PROBLEM DESCRIPTION — Repeat exactly the opening lines of the records, ending with the line that contains "use crate::Summary;".

══════════════════════════════

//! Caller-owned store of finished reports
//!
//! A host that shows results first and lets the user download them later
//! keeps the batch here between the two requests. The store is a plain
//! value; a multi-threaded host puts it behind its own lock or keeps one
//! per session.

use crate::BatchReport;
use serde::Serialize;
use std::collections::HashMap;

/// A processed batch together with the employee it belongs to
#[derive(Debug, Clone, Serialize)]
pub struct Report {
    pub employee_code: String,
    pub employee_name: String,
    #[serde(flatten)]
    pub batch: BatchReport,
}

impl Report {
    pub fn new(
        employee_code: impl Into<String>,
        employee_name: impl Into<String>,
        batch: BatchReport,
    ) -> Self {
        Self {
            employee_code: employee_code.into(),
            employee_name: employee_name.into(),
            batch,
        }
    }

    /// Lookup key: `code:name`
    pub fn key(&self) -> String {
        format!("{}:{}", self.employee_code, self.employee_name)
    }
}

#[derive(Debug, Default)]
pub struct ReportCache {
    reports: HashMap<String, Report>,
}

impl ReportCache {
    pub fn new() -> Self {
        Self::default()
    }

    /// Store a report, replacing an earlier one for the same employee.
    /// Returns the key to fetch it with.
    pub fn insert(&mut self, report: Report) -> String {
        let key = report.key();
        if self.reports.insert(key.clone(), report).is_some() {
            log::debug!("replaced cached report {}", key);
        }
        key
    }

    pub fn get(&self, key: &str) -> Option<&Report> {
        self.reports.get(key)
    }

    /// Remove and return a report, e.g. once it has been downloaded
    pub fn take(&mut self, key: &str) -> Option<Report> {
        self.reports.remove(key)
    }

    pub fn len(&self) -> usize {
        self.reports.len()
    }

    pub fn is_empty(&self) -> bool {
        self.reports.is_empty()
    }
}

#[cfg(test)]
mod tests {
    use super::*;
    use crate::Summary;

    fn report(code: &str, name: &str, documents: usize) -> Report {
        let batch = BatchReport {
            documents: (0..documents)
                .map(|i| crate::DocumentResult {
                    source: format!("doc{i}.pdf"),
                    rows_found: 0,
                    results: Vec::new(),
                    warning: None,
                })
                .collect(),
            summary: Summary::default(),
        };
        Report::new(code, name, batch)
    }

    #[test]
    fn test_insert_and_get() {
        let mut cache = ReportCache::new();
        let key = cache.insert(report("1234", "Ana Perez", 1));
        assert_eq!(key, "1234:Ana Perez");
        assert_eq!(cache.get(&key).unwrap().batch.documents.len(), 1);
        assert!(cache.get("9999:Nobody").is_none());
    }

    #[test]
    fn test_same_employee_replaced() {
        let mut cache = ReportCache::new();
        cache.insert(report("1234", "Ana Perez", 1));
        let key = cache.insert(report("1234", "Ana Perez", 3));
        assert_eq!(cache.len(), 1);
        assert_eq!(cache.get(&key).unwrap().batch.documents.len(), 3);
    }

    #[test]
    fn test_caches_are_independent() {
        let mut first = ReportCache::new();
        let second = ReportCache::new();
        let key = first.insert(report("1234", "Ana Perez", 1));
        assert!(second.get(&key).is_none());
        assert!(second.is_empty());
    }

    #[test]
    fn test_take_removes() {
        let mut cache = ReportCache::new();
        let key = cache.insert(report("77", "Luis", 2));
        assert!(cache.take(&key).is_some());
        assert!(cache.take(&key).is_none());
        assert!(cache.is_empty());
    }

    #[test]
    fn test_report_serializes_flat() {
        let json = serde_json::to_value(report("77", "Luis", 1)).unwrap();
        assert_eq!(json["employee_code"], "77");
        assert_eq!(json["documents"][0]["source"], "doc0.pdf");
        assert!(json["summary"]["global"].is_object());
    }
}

══════════════════════════════

ANSWER FOR THIS EXERCISE —
//! Caller-owned store of finished reports
//!
//! A host that shows results first and lets the user download them later
//! keeps the batch here between the two requests. The store is a plain
//! value; a multi-threaded host puts it behind its own lock or keeps one
//! per session.

use crate::BatchReport;
use serde::Serialize;
use std::collections::HashMap;

/// A processed batch together with the employee it belongs to
#[derive(Debug, Clone, Serialize)]
pub struct Report {
    pub employee_code: String,
    pub employee_name: String,
    #[serde(flatten)]
    pub batch: BatchReport,
}

impl Report {
    pub fn new(
        employee_code: impl Into<String>,
        employee_name: impl Into<String>,
        batch: BatchReport,
    ) -> Self {
        Self {
            employee_code: employee_code.into(),
            employee_name: employee_name.into(),
            batch,
        }
    }

    /// Lookup key: `code:name`
    pub fn key(&self) -> String {
        format!("{}:{}", self.employee_code, self.employee_name)
    }
}

#[derive(Debug, Default)]
pub struct ReportCache {
    reports: HashMap<String, Report>,
}

impl ReportCache {
    pub fn new() -> Self {
        Self::default()
    }

    /// Store a report, replacing an earlier one for the same employee.
    /// Returns the key to fetch it with.
    pub fn insert(&mut self, report: Report) -> String {
        let key = report.key();
        if self.reports.insert(key.clone(), report).is_some() {
            log::debug!("replaced cached report {}", key);
        }
        key
    }

    pub fn get(&self, key: &str) -> Option<&Report> {
        self.reports.get(key)
    }

    /// Remove and return a report, e.g. once it has been downloaded
    pub fn take(&mut self, key: &str) -> Option<Report> {
        self.reports.remove(key)
    }

    pub fn len(&self) -> usize {
        self.reports.len()
    }

    pub fn is_empty(&self) -> bool {
        self.reports.is_empty()
    }
}

#[cfg(test)]
mod tests {
    use super::*;
    use crate::Summary;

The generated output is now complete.